- What the task requires:
Return, from the data below, each line that contains the word "model".

- Dataset content:
================================

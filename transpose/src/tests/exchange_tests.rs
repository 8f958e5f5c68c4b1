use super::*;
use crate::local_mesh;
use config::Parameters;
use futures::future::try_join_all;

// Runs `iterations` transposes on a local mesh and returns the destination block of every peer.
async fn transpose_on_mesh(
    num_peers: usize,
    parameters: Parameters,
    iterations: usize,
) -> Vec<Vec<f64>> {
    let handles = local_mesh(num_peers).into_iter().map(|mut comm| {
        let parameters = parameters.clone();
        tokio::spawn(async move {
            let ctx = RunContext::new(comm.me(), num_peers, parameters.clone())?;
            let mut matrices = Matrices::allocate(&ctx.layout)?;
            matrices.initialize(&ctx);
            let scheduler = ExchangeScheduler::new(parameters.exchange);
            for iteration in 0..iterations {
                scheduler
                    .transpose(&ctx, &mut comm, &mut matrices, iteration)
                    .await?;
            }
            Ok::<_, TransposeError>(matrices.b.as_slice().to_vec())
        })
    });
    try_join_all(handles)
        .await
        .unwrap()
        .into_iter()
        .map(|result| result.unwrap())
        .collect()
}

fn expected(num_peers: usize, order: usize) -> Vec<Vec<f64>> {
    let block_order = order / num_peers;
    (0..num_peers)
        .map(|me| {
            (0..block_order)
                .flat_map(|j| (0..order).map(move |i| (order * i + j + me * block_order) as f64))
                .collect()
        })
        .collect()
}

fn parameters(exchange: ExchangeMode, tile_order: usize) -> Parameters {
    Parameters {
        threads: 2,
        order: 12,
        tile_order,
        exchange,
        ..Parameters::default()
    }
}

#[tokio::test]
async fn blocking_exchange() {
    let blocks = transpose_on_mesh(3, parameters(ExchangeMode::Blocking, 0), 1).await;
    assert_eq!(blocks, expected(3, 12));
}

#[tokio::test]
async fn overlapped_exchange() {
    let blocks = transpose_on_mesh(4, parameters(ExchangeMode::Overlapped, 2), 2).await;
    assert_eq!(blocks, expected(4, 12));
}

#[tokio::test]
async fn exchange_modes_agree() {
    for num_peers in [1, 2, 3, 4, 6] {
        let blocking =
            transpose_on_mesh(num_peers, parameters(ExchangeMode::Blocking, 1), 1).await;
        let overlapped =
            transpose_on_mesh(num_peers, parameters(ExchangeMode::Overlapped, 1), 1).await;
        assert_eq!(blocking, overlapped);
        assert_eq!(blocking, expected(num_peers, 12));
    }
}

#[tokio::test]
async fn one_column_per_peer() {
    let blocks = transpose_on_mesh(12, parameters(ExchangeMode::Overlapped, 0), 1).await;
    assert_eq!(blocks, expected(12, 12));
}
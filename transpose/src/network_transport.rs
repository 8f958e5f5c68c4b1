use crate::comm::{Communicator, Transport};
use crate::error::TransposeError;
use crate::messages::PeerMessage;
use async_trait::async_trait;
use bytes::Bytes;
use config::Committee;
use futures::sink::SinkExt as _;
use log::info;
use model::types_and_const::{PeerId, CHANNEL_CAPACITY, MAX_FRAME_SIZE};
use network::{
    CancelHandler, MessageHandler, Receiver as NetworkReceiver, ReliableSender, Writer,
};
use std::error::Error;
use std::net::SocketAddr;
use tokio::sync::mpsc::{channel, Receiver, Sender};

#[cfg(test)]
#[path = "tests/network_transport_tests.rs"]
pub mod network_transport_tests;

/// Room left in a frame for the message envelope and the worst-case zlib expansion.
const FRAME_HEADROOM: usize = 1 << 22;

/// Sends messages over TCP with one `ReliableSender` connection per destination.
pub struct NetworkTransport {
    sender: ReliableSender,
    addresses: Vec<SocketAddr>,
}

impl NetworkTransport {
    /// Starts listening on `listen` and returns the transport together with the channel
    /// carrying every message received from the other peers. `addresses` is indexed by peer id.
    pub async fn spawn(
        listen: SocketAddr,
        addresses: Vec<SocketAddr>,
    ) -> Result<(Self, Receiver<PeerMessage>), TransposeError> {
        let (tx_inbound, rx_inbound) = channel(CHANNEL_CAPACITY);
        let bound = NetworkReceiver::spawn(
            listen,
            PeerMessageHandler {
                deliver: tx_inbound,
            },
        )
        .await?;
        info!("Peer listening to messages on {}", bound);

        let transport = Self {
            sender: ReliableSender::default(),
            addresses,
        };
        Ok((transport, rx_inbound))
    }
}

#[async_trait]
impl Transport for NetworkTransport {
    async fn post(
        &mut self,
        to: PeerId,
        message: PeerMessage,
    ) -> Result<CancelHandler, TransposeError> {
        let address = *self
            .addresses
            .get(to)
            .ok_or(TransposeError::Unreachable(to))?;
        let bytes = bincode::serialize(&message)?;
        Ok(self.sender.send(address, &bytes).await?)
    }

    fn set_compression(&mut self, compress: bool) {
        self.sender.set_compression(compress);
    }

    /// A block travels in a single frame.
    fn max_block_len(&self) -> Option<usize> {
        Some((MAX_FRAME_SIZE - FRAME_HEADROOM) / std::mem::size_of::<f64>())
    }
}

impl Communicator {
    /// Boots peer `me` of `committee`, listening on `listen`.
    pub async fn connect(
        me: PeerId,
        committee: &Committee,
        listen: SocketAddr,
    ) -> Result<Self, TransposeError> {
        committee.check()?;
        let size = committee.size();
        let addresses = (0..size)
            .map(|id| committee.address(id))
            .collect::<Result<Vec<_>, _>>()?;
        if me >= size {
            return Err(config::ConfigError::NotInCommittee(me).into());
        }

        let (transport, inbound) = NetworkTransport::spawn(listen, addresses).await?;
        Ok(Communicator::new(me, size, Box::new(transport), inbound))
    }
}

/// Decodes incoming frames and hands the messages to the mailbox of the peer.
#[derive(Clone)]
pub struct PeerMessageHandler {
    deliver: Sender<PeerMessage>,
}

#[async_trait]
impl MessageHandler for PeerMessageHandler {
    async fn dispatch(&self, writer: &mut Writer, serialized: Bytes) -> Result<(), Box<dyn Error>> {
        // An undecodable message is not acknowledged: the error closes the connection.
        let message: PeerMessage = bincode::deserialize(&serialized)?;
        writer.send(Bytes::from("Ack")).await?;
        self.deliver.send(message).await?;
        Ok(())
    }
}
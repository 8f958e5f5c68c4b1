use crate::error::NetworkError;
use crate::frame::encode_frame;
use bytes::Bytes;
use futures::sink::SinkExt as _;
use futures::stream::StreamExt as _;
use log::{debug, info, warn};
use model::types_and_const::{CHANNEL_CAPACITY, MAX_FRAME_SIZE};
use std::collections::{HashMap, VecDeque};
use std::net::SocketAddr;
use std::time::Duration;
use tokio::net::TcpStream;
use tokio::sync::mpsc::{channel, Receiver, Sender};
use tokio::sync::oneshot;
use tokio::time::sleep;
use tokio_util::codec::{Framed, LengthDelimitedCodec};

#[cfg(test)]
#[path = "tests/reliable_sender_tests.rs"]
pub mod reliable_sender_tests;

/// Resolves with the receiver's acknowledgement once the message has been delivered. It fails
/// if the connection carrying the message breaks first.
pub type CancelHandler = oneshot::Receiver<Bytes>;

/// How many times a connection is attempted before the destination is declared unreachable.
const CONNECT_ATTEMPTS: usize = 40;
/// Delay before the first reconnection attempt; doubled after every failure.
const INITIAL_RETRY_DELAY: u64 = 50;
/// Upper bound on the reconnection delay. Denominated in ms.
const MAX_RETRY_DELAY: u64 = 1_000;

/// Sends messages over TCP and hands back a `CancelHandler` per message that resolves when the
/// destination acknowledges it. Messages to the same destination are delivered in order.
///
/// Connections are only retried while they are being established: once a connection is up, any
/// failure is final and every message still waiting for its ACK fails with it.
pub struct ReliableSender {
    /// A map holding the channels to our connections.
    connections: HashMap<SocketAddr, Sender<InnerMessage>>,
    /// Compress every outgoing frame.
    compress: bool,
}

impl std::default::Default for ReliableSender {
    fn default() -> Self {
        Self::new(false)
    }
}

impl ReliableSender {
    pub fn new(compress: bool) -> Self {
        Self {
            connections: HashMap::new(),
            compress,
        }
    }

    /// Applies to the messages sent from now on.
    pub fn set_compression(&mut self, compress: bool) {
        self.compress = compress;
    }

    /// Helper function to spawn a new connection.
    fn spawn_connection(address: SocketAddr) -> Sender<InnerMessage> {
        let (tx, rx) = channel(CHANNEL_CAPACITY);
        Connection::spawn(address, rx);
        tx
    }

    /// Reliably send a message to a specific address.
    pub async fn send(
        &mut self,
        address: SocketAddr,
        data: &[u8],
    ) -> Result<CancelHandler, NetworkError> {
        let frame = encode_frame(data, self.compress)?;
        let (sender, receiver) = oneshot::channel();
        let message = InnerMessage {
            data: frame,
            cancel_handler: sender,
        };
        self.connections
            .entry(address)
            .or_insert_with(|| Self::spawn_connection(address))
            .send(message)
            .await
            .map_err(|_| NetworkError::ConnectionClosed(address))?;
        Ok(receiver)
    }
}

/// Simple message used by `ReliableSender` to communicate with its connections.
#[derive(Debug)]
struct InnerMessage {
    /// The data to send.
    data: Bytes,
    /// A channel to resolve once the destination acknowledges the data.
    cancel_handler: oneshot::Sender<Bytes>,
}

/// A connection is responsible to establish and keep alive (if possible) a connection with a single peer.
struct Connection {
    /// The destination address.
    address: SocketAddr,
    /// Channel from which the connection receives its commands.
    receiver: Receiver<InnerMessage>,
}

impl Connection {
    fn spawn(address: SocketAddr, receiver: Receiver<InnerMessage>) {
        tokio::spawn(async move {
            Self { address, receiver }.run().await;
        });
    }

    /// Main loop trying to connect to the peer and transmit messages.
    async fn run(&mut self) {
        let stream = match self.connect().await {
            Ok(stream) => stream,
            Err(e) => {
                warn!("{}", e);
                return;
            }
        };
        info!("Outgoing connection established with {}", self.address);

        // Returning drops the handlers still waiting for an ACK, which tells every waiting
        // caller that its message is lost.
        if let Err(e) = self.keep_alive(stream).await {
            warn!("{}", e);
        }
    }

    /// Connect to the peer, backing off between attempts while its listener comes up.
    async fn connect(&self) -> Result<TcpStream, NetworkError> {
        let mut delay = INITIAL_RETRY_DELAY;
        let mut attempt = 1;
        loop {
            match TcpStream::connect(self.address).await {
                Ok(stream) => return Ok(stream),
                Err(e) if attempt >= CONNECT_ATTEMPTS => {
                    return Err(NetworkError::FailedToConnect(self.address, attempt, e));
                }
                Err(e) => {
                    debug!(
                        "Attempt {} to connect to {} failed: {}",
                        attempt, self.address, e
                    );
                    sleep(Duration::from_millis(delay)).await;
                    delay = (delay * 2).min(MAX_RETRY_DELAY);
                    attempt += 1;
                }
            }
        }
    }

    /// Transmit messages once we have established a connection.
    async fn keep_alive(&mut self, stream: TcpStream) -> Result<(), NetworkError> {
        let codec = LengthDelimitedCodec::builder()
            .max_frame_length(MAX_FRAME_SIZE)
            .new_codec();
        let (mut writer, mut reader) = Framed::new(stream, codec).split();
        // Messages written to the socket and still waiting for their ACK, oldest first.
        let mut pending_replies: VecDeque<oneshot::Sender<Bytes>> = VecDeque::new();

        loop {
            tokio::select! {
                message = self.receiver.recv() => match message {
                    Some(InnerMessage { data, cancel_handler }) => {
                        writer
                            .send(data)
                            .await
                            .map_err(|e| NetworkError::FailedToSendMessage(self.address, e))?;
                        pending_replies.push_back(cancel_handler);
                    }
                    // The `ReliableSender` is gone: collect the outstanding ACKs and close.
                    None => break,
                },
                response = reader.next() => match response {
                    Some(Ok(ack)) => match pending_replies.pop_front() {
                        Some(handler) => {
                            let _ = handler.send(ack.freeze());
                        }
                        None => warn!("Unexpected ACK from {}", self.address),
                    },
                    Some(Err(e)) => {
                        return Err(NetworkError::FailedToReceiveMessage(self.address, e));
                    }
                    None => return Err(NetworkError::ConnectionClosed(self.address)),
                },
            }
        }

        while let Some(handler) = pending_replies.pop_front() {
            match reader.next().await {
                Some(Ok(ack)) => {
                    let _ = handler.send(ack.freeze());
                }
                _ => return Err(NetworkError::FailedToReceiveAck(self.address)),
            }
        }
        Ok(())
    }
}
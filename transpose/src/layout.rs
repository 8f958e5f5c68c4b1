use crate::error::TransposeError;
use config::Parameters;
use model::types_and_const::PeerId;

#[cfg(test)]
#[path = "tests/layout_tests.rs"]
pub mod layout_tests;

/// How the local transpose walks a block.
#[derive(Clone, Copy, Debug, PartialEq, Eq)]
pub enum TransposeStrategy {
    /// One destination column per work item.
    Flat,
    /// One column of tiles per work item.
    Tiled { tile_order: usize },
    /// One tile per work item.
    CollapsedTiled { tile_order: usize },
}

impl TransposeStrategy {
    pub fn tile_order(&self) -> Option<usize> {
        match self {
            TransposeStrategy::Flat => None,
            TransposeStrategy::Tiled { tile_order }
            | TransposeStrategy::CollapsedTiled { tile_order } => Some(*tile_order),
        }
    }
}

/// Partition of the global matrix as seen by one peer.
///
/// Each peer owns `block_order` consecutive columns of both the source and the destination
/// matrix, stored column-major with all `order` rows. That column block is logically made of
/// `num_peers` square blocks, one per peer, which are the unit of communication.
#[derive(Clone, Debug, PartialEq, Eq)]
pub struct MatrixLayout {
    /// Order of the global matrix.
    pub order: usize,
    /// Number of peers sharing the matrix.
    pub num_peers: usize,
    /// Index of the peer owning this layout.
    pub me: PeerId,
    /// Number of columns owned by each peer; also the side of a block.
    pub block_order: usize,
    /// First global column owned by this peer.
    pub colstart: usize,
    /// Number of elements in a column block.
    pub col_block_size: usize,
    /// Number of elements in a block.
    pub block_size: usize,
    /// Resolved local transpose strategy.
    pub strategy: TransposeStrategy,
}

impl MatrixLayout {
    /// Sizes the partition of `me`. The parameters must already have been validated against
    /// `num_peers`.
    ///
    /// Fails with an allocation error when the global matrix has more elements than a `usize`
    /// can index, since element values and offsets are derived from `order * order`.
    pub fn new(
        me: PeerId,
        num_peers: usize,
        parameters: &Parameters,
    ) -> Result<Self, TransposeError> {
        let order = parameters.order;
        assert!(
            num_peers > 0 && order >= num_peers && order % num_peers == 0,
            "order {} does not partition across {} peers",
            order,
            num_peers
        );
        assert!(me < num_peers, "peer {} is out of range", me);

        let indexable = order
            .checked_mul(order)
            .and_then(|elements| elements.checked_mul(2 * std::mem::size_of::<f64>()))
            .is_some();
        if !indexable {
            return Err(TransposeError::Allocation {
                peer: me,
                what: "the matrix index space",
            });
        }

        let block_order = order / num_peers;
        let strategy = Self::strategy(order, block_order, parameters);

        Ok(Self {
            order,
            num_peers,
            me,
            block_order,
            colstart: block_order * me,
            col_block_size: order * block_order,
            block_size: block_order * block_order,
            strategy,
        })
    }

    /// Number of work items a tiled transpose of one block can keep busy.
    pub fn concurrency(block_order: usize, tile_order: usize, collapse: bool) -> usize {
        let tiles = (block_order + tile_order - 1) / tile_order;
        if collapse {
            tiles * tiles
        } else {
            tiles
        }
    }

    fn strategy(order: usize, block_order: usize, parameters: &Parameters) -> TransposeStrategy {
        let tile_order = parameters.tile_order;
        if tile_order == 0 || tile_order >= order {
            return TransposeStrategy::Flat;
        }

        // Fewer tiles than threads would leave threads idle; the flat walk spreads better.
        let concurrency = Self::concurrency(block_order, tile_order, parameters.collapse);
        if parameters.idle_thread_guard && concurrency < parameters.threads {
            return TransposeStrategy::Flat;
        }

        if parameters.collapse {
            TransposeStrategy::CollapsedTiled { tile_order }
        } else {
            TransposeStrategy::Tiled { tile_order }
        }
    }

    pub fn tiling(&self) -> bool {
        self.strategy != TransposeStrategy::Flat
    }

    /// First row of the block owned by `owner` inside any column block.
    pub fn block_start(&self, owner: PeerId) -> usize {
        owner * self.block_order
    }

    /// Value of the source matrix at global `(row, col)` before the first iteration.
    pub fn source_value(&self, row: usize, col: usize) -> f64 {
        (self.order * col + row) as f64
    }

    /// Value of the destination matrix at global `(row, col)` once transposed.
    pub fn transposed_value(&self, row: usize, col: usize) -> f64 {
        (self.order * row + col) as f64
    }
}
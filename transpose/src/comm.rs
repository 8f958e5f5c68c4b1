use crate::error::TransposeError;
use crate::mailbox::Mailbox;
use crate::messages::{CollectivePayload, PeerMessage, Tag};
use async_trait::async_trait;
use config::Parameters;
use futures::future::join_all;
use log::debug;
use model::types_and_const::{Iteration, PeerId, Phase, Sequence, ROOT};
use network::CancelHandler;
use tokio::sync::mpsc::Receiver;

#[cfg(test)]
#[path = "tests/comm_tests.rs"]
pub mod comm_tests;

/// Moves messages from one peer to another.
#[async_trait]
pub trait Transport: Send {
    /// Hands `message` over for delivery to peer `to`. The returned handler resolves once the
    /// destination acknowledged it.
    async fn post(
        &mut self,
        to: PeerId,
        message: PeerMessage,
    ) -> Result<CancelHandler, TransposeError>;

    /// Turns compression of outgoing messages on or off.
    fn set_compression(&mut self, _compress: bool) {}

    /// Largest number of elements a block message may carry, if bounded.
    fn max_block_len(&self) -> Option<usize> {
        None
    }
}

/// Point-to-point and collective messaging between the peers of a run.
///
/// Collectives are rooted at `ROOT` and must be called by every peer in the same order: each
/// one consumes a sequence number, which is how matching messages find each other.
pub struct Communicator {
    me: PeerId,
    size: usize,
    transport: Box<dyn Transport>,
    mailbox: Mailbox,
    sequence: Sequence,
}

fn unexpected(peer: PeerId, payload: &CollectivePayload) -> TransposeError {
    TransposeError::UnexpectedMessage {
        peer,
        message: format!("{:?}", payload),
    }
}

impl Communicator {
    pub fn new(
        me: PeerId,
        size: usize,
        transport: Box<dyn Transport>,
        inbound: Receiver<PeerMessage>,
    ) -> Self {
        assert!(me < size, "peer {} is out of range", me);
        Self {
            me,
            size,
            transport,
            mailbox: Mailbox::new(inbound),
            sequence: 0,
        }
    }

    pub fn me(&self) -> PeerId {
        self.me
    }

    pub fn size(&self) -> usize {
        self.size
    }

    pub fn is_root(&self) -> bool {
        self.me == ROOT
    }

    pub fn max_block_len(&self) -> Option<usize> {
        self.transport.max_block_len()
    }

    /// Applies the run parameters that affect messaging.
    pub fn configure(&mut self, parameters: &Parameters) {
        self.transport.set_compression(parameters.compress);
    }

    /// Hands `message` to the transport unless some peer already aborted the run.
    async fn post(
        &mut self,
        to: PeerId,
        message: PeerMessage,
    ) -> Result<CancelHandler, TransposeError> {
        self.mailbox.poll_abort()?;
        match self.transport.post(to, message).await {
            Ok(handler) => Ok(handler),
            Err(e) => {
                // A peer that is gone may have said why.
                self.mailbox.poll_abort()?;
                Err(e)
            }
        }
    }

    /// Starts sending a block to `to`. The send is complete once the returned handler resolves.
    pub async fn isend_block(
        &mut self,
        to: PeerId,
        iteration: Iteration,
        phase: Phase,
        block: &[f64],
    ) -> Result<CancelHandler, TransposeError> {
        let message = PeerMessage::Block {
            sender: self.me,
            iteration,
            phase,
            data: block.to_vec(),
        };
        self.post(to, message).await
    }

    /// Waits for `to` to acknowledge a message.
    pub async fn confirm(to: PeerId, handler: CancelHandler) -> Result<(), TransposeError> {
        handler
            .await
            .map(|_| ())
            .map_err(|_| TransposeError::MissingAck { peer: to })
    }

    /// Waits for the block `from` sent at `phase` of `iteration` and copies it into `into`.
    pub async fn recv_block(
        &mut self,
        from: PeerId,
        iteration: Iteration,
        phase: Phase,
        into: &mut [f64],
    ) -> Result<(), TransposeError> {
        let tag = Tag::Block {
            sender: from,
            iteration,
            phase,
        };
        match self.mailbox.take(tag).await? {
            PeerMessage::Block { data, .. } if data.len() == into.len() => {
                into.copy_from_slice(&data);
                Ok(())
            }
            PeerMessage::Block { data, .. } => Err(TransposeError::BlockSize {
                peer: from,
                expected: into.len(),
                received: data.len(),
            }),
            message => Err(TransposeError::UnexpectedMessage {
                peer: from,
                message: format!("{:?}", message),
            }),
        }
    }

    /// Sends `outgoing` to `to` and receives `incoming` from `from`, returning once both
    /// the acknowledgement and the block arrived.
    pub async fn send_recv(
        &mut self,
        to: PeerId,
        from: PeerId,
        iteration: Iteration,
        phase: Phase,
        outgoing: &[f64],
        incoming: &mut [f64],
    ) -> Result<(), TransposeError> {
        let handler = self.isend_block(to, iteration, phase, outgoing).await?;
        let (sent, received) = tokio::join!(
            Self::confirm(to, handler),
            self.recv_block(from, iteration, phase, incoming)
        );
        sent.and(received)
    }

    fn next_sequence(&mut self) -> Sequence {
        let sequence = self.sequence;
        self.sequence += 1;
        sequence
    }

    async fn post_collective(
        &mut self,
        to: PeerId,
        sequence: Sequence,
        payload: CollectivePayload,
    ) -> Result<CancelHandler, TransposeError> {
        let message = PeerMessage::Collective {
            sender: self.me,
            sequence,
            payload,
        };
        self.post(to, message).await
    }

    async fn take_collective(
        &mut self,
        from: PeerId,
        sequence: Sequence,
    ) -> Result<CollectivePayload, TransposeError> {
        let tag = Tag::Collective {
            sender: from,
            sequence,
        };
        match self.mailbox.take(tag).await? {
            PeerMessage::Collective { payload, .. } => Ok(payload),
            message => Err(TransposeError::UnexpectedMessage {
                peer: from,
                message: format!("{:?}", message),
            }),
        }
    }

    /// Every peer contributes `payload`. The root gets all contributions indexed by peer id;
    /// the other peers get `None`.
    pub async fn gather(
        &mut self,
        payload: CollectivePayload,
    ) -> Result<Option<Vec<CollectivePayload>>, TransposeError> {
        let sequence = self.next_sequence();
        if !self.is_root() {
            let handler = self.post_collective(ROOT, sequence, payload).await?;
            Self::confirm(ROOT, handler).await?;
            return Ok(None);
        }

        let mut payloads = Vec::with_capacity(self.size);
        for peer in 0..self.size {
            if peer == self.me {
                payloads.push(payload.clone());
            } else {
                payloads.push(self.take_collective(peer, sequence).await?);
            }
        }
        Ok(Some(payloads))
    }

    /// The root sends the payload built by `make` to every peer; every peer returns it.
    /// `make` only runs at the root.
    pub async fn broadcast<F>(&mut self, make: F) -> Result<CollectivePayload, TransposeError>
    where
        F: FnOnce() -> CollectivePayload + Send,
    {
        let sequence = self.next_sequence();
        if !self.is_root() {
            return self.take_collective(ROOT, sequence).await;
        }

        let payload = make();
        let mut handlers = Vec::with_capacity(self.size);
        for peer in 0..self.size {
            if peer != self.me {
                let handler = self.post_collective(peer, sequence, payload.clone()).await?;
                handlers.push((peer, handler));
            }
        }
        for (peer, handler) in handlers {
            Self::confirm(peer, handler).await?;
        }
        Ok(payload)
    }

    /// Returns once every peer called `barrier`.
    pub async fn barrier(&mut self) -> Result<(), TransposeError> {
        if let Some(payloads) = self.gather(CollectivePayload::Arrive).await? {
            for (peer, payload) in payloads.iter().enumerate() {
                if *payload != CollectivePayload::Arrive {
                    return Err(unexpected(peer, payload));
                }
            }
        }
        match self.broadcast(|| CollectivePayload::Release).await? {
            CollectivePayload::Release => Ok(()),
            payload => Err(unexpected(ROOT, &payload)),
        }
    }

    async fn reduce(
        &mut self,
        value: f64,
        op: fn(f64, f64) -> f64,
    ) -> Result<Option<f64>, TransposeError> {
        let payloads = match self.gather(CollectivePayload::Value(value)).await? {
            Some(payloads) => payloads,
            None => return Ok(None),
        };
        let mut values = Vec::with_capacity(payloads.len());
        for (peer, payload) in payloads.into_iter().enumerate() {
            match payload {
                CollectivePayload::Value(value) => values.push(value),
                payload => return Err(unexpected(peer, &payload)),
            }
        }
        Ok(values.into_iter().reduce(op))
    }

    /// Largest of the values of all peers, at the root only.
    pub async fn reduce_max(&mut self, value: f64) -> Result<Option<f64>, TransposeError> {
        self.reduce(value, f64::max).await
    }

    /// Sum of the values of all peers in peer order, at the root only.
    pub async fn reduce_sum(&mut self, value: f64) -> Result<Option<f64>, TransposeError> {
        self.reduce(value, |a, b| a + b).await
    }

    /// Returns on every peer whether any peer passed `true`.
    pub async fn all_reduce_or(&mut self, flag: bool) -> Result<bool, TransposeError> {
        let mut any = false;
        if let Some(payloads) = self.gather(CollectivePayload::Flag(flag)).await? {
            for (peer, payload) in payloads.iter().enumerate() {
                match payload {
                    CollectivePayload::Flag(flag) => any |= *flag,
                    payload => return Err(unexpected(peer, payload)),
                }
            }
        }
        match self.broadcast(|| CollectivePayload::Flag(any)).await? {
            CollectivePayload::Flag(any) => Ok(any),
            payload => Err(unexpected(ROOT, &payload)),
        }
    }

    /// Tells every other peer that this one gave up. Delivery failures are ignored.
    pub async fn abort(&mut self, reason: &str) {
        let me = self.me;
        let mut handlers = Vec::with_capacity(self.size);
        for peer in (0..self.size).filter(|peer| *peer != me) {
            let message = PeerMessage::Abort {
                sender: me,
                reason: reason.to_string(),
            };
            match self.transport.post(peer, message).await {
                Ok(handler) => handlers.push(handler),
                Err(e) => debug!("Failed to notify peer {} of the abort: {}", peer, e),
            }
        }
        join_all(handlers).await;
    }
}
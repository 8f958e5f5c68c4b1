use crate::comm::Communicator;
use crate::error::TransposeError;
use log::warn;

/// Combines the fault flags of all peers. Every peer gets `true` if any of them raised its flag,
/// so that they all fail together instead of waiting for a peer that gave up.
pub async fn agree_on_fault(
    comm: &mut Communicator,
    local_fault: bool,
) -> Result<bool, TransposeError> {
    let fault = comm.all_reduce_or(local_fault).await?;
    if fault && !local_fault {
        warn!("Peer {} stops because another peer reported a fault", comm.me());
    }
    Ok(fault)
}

================================

- Reply to the exercise:
use model::types_and_const::{PeerId, CHANNEL_CAPACITY, MAX_FRAME_SIZE};
use model::types_and_const::{CHANNEL_CAPACITY, MAX_FRAME_SIZE};
use model::types_and_const::PeerId;
use model::types_and_const::{Iteration, PeerId, Phase, Sequence, ROOT};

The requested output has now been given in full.